Until now the internet was populated predominantly by human users. All the content was created and uploaded by a human, or at least a human was involved in the process.
However, times are changing. The internet is now being used as a way to connect more and more machines in an ‘internet of things’.
Many of these are used to measure, sense and detect things in the environment around them. It has been estimated that over 8.7 billion devices were connected to the internet as of 2012, which will rise to around 15 billion devices by 2015 and approximately 40 billion by 2020. Compared to the approximately 7 billion people on the planet, it indicates the massive growth in the number of internet enabled devices in our lives. The growth has been so significant that new ways of assigning addresses to devices have had to be implemented. The upgraded IP address system, IPv6, will allow many billions of billions more devices to be interconnected.
Image copyright © LG
Many companies over the years have been showing off their internet-enabled fridges and toasters; these however may only have limited use to their users, and are usually considered a bit of a gimmick.
More recently we have seen a rise in home smart metering. Devices are plugged into your electricity supply which monitor and record your energy usage. Further devices can be connected to home boilers and heating systems.
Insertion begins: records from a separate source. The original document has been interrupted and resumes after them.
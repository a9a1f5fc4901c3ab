//! The opaque IR the rule engine pattern-matches against. A minimal
//! `IrProgram`/`IrSection`/`IrOp` trio: just enough surface for pattern
//! matching and for hand-built end-to-end tests, standing in for whatever
//! front-end would otherwise produce it.

#[derive(Clone, Copy, PartialEq, Debug)]
pub enum IrOperand {
    Reg(u32),
    Imm(i64),
    Label(u32),
}

impl IrOperand {
    pub fn as_reg(&self) -> Option<u32> {
        match self {
            IrOperand::Reg(r) => Some(*r),
            _ => None,
        }
    }

    pub fn as_imm(&self) -> Option<i64> {
        match self {
            IrOperand::Imm(v) => Some(*v),
            _ => None,
        }
    }

    pub fn as_label(&self) -> Option<u32> {
        match self {
            IrOperand::Label(l) => Some(*l),
            _ => None,
        }
    }
}

/// One IR instruction: a mnemonic (`"movii32"`, `"addii32"`, ...), its
/// operand list, and the virtual register it defines, if any.
#[derive(Clone, PartialEq, Debug)]
pub struct IrOp {
    pub mnemonic: String,
    pub operands: Vec<IrOperand>,
    pub result: Option<u32>,
}

impl IrOp {
    pub fn new(mnemonic: impl Into<String>, operands: Vec<IrOperand>) -> IrOp {
        IrOp {
            mnemonic: mnemonic.into(),
            operands,
            result: None,
        }
    }

    pub fn with_result(mut self, result: u32) -> IrOp {
        self.result = Some(result);
        self
    }

    /// A bare label marker, matched by name `"label"` with a single
    /// `Label` operand carrying its id.
    pub fn label(id: u32) -> IrOp {
        IrOp::new("label", vec![IrOperand::Label(id)])
    }
}

#[derive(Clone, Default, Debug)]
pub struct IrSection {
    pub ops: Vec<IrOp>,
    pub reg_counter: u32,
    pub label_counter: u32,
}

impl IrSection {
    pub fn new() -> IrSection {
        IrSection::default()
    }

    pub fn push(&mut self, op: IrOp) -> &mut IrSection {
        self.ops.push(op);
        self
    }
}

#[derive(Clone, Default, Debug)]
pub struct IrProgram {
    pub sections: Vec<IrSection>,
}

impl IrProgram {
    pub fn new() -> IrProgram {
        IrProgram::default()
    }
}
These devices start to give more meaningful and useful data to their users as there is a direct benefit to them: to save energy and therefore money and resources.
This data can be used in a ‘live’ fashion, in that users can see their immediate energy usage and make changes if they think their consumption is too high. But the question is - too high compared to what? If you’ve been recording your own usage over a length of time, you can start to build up an idea of your energy habits, but still there is no way of knowing if your consumption is at a good level or not.
Collecting vast amounts of data doesn’t necessarily mean that the data is useful. This is the difference between data and information. Data can be endless pages of numbers and values, but will mean nothing if it is not analysed and compared in some form. This is where the intelligence of the system comes in. Intelligence allows the system to both collect and analyse the data so that it returns information that is useful for the users.
More accurate models require more accurate and granular data. This is often called ‘big data’, where so much information is collected, the challenge is actually in processing the data rather than collecting it. Preferably the data sources are in a relatively close proximity to each other, creating a higher definition or more granular image of what is being measured.
If, for example, the data from several thousand users is averaged according to location it could then be used to give you an idea of what your neighbours’ average usage is. This can introduce a very human response, such as a bit of healthy competition, trying to be the most efficient energy user in the locality.
Image copyright Nest
Once data is in a central location, even more analysis and modelling can take place. For example: how did energy usage change compared to the weather at the time? Did any large social events change people’s energy habits?
Energy companies can start to build up a picture of energy requirements according to the long range weather forecast or planned events globally or locally. Previously these things may have been considered, but the data needed to model and calculate them wasn’t available.
As mentioned previously, analysis is only part of the intelligent system. An output or decision is required to make it a truly intelligent system. For example, using both the weather forecast and other users' distributed sensors to track a cold front across a city would allow a user’s heating system to automatically increase its output slightly to pre-empt the change in weather and save energy by not trying to heat a much cooler building. The opposite may occur if a rise in external temperature is detected, heating systems can taper down their output as the warm weather approaches.
While these systems are becoming more common in our homes, they are also being introduced into our cities.
Smart monitoring of lighting systems has been in place in many cities for a number of years. Some are more smart than others, ranging from the least intelligent time-based schemes such as dimming of lights between midnight and 5am, all the way up to motion activated lighting, detecting both vehicles and pedestrians, increasing lighting levels according to the amount of human and automotive activity. Many of these systems are also a bi-directional. Information is fed back to the local councils on not only the energy usage of the lights, but also running temperatures, lamp failures, overall running time and many other variables. This information can then be used to assist in preventative maintenance or respond faster to lamp failures and other unplanned maintenance events. Lighting systems already have an established network of power connections which makes it much easier to add some form of data network over the top, either wired or wireless.
The use of intelligent systems within cities is also expanding to new areas. Many smart city schemes are trialling schemes using a vast array of sensors across the city. Some measure environmental air quality, temperatures and many other factors to build up a better picture of micro climates within the city. This enables planners to investigate ways to improve their inhabitant’s quality of life.
An example of a very simple but effective scheme in Pisa, Italy, involves sensors embedded in parking spaces across the city, helping to guide people to free spaces faster. This directly reduces traffic problems and stress levels in visitors, resulting in a direct improvement in the wellbeing of both visitors and inhabitants of the city.
Some schemes don’t even need sensors and rely on crowd sourced data. Users utilise their mobile phones, already bristling with sensors and directly connected to the internet, to collect the necessary data.
These types of schemes will only get bigger, more accurate and more comprehensive as both the number of sensors and volume of data increases, but also as the processing power and capacity of servers increases, allowing data to be shared and analysed faster.
The future of the smart city is a very exciting prospect, allowing highly efficient use of all its resources, energy, water and social environments.